Start of Raw data

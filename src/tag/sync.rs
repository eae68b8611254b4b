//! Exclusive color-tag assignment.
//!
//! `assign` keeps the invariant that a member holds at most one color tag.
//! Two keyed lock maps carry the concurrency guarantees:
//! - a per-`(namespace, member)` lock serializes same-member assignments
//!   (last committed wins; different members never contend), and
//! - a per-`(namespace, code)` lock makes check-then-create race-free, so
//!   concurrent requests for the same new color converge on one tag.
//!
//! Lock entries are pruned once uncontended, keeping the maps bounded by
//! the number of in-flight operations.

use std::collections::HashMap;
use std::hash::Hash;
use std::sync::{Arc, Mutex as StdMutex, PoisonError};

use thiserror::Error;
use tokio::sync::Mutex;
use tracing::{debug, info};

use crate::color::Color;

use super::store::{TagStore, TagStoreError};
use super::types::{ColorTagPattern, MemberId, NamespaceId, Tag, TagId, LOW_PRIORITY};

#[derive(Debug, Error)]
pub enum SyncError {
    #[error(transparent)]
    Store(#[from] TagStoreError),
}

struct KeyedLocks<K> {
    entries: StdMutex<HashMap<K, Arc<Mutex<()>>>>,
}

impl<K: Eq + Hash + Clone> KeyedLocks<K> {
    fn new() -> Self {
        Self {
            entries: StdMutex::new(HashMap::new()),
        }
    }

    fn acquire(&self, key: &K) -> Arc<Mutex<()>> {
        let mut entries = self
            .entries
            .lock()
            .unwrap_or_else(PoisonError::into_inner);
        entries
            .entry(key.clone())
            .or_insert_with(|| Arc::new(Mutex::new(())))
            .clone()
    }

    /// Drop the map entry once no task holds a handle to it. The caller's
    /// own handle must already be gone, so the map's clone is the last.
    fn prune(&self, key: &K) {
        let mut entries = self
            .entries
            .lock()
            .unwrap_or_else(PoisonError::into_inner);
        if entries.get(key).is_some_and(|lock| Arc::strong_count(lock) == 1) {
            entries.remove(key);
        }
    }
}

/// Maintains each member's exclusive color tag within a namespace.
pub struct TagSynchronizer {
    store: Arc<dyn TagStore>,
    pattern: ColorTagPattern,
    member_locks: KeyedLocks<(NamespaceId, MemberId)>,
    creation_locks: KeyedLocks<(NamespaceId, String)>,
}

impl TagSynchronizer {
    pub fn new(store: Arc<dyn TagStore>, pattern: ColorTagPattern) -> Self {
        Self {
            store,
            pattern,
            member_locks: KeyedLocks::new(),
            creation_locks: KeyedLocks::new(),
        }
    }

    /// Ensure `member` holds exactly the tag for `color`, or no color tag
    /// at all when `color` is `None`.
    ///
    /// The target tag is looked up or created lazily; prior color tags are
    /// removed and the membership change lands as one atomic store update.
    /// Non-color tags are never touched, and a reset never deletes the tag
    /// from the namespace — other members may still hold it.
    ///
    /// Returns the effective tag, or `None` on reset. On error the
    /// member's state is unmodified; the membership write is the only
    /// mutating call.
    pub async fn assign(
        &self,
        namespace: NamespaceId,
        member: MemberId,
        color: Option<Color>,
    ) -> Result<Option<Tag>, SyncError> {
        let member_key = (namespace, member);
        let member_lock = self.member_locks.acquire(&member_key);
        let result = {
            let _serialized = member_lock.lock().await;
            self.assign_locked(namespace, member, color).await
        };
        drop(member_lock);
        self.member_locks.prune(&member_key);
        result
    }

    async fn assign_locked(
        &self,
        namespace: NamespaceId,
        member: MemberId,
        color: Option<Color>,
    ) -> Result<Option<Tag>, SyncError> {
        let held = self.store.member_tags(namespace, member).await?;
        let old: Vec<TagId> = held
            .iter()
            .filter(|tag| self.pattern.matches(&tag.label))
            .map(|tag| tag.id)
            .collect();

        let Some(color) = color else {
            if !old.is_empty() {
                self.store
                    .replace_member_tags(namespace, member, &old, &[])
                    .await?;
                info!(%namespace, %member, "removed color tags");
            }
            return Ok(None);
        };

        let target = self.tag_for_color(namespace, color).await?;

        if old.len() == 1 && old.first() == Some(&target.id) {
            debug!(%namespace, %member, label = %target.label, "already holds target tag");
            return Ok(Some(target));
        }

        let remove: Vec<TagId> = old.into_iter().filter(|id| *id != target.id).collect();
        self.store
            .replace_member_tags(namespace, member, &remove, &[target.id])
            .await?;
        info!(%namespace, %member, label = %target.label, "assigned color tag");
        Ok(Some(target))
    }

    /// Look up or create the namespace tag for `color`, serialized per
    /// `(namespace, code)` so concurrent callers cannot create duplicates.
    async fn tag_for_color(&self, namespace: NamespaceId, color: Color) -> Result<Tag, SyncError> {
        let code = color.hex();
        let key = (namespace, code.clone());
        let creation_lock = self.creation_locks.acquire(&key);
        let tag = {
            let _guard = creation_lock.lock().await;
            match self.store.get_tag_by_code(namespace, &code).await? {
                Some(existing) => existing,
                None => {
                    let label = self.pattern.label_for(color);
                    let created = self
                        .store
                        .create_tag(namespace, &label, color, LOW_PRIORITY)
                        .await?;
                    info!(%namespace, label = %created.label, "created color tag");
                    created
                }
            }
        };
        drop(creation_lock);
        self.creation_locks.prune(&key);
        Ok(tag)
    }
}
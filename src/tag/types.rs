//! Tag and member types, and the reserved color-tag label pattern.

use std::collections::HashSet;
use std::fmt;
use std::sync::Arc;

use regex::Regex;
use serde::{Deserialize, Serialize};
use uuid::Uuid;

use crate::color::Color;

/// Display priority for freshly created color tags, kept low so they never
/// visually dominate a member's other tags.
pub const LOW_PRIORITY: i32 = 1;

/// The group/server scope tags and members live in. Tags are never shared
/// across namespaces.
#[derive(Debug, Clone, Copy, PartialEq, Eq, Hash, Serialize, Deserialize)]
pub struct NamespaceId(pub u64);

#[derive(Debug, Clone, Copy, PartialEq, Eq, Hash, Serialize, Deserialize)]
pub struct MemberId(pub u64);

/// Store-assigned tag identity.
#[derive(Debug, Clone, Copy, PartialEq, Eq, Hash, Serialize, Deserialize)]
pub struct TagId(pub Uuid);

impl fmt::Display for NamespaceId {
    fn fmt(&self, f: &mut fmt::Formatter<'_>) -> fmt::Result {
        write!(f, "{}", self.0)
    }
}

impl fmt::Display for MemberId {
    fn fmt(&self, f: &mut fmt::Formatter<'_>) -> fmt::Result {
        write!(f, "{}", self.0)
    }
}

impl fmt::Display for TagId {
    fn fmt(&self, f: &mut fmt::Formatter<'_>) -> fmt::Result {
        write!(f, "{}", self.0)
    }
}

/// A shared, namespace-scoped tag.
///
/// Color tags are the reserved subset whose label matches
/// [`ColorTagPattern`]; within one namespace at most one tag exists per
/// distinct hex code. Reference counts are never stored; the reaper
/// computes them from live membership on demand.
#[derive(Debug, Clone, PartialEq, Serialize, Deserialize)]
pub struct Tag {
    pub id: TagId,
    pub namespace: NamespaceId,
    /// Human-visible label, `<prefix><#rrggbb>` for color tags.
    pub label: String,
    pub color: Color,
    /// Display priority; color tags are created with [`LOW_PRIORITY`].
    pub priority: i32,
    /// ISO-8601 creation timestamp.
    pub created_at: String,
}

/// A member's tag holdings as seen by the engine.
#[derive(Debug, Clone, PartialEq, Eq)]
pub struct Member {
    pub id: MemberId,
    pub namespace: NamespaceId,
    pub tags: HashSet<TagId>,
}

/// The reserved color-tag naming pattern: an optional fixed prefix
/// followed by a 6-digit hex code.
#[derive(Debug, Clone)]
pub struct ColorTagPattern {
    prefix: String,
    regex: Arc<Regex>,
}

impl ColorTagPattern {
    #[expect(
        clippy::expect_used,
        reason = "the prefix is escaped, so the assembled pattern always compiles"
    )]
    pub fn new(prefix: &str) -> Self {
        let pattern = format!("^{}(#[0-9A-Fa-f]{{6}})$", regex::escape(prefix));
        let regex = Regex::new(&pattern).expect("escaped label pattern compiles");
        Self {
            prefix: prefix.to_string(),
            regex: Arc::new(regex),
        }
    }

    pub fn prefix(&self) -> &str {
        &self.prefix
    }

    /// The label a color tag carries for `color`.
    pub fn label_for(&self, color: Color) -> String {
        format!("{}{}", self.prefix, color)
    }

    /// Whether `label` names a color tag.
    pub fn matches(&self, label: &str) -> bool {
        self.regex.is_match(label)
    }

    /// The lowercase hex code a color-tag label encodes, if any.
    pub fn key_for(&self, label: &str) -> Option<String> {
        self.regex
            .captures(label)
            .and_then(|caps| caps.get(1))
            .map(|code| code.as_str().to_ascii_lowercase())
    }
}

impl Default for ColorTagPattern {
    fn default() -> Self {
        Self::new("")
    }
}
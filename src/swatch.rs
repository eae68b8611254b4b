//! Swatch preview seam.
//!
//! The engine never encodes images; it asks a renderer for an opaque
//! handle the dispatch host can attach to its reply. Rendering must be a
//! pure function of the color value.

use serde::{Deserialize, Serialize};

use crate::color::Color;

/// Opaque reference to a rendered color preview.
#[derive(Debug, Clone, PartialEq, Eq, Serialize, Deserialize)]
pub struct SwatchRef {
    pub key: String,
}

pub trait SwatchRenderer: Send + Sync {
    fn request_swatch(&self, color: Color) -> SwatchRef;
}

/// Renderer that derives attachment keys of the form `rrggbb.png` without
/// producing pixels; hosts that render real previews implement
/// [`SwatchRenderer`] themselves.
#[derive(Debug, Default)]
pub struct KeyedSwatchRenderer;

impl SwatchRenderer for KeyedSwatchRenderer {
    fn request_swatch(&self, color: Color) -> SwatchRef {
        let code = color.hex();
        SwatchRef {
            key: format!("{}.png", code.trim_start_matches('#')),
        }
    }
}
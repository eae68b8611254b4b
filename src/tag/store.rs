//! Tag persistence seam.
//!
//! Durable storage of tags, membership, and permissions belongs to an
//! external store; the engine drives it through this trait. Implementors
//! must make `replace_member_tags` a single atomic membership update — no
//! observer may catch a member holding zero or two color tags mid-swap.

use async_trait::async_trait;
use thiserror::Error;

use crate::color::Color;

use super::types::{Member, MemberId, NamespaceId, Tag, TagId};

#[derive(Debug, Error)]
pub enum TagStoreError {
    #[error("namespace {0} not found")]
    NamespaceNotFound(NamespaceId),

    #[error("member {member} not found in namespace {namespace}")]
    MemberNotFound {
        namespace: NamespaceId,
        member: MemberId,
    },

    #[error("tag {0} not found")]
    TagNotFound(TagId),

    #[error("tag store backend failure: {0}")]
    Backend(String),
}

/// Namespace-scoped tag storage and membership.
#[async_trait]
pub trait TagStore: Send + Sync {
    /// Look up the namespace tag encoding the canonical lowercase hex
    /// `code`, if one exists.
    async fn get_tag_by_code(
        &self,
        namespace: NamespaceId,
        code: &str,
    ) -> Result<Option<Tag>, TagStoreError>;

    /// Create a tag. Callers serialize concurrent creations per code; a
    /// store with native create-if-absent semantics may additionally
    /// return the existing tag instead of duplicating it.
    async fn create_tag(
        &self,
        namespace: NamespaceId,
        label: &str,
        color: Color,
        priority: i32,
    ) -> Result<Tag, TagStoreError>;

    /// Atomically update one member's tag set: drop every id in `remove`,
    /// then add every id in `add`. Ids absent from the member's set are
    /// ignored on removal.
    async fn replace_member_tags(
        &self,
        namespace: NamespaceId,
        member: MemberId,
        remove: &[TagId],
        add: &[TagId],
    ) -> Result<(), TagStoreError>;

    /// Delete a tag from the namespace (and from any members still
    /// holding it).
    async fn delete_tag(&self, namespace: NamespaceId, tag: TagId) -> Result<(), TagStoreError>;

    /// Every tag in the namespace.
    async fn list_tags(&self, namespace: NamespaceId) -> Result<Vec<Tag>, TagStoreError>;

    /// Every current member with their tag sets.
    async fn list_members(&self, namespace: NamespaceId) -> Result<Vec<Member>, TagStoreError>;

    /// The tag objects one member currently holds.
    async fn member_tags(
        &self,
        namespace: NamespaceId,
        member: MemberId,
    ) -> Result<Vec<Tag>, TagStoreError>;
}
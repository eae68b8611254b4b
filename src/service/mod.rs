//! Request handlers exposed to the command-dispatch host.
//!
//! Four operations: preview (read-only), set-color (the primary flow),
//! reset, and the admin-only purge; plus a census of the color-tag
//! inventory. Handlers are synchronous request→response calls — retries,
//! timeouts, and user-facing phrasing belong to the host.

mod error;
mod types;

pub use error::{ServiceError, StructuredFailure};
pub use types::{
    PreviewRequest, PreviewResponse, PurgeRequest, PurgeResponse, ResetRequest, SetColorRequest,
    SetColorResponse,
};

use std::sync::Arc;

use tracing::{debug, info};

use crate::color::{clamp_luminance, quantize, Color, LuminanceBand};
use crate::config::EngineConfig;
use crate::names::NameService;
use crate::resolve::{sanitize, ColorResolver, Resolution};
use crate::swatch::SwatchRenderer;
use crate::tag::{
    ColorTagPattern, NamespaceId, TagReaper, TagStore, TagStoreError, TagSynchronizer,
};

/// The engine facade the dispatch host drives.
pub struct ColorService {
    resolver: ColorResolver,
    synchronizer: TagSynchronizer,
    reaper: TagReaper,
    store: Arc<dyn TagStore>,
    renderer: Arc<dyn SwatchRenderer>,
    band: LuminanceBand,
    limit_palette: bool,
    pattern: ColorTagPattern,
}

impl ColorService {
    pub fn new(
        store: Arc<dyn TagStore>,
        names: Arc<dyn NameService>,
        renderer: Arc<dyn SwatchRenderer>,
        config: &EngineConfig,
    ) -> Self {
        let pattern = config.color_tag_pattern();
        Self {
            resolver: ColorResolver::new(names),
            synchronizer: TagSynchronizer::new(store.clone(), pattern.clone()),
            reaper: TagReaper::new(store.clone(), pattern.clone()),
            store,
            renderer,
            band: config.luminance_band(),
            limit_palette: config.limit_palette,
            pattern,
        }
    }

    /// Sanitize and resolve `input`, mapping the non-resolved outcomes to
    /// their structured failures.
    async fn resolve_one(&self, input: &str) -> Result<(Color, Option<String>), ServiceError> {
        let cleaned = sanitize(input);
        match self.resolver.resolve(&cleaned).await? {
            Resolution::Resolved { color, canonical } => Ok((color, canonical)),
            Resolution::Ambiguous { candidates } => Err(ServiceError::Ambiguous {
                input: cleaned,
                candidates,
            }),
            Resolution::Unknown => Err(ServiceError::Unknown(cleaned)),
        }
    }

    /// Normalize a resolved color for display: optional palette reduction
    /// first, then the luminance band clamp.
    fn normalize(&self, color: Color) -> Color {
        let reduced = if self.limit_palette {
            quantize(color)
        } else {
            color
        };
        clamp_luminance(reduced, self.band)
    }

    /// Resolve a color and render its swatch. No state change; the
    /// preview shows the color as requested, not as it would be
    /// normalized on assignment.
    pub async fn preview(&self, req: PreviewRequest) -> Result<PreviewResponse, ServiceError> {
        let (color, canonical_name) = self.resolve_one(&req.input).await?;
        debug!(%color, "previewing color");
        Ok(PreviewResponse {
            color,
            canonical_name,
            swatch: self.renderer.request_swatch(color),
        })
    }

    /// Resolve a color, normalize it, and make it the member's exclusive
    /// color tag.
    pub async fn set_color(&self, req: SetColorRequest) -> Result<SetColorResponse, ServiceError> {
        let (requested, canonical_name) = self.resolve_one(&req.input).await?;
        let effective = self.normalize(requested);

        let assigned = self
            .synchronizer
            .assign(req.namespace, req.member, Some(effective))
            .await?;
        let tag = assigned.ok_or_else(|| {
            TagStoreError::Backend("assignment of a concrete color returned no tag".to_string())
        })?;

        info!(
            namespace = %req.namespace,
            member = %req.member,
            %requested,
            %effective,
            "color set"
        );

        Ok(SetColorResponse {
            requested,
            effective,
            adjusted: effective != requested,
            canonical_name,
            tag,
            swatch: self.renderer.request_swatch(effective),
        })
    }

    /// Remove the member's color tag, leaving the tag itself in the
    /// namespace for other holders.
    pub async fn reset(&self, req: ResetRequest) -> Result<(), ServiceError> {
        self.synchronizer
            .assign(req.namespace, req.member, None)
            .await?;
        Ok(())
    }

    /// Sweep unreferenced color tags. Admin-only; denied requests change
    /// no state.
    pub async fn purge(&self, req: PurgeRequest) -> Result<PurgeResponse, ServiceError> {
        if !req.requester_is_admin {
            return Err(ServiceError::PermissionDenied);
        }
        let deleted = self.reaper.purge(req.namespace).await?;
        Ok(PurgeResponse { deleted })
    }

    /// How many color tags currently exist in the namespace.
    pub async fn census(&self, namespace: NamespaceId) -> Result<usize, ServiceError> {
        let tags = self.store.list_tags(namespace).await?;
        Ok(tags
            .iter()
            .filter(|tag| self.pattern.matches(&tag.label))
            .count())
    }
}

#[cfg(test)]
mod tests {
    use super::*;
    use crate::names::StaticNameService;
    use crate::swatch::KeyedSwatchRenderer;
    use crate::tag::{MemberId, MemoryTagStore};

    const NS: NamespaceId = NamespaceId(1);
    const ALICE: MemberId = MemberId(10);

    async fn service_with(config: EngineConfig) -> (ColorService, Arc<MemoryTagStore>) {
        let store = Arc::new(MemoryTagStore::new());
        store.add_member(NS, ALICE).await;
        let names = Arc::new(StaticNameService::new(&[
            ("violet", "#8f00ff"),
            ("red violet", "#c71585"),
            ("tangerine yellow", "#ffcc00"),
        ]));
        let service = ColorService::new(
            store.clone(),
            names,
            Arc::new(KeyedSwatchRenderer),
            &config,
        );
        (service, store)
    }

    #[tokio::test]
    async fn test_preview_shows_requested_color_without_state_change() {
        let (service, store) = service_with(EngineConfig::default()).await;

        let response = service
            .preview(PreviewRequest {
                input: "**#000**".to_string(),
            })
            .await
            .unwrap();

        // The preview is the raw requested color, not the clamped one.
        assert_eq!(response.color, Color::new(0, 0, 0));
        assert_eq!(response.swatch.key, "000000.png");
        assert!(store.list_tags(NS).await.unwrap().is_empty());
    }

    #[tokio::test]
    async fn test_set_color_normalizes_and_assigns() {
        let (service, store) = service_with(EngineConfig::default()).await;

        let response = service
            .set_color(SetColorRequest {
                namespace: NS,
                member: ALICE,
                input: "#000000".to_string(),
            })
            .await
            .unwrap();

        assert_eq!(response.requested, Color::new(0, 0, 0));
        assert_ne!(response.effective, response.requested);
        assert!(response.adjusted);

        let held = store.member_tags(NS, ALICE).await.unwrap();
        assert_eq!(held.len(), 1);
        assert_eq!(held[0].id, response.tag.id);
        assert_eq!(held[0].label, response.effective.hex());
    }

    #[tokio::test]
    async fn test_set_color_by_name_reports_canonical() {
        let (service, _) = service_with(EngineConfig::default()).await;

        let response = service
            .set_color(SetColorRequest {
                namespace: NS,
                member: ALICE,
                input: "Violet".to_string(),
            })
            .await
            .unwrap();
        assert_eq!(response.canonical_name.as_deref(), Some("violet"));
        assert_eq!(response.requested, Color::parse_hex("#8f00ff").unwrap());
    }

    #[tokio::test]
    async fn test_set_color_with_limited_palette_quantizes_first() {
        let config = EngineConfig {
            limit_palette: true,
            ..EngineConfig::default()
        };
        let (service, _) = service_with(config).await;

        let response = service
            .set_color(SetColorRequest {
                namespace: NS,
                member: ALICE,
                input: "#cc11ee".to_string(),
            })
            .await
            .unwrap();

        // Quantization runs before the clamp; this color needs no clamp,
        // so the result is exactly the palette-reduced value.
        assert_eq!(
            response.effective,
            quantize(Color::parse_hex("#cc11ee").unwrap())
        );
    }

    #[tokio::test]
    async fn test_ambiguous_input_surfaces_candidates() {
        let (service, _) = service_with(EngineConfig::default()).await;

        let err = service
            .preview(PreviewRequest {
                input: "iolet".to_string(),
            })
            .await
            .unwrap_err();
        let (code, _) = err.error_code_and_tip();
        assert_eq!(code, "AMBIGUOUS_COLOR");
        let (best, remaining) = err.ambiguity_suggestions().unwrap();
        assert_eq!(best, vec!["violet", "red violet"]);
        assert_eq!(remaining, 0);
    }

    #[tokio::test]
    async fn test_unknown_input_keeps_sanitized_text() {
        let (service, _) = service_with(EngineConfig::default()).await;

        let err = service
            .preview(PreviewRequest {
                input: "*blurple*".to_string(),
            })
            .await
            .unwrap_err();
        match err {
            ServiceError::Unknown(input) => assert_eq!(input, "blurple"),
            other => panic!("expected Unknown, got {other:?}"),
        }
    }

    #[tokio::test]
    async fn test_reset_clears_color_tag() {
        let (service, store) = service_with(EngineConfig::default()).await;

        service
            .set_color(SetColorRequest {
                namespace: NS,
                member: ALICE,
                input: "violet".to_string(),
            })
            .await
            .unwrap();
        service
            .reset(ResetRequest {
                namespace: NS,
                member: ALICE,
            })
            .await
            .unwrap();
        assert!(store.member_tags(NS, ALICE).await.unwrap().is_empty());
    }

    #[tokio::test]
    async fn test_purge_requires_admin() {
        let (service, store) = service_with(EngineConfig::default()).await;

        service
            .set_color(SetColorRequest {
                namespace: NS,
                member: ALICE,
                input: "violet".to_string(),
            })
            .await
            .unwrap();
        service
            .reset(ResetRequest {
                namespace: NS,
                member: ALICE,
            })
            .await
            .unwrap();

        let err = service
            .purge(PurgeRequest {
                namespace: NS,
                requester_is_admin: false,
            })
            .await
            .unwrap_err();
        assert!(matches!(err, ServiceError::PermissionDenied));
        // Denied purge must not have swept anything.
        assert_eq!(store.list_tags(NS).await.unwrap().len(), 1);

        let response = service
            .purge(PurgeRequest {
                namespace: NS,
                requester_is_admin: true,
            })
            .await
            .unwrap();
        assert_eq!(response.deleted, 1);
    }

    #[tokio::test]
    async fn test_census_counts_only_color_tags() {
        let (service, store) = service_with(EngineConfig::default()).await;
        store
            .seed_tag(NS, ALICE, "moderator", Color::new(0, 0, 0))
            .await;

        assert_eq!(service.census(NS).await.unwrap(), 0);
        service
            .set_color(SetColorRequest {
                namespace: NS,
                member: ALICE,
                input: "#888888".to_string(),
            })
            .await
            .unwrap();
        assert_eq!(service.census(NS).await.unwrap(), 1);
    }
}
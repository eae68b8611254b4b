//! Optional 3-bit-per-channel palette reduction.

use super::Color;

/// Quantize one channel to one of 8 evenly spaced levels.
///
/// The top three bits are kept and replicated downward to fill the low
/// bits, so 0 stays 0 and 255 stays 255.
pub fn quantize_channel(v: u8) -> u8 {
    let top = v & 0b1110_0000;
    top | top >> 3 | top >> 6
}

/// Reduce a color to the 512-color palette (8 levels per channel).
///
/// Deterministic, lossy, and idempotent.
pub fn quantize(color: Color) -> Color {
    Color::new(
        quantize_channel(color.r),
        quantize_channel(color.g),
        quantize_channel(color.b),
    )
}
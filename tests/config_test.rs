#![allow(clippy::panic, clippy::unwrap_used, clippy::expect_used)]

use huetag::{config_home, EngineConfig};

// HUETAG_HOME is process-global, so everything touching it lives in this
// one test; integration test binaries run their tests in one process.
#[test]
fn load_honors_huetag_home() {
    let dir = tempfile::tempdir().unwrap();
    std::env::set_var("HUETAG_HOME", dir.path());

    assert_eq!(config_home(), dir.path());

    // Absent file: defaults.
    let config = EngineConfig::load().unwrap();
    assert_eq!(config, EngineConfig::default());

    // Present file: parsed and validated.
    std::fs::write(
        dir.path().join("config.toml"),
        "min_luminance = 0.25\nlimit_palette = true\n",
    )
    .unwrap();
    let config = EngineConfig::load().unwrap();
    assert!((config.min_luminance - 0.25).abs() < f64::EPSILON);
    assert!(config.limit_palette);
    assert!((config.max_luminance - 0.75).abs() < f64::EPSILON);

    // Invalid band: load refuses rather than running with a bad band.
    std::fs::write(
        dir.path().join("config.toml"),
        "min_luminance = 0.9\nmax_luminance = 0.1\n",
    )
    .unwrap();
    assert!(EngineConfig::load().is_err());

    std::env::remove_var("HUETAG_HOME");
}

End of Raw data

▶ [Requirement]
Repeat the lines from the first one in the records through the line containing "serializes same-member assignments", exactly as written, and nothing else.

▶ [Solution]
filename src/tag/sync.rs
repository eae68b8611254b4b
//! Exclusive color-tag assignment.
//!
//! `assign` keeps the invariant that a member holds at most one color tag.
//! Two keyed lock maps carry the concurrency guarantees:
//! - a per-`(namespace, member)` lock serializes same-member assignments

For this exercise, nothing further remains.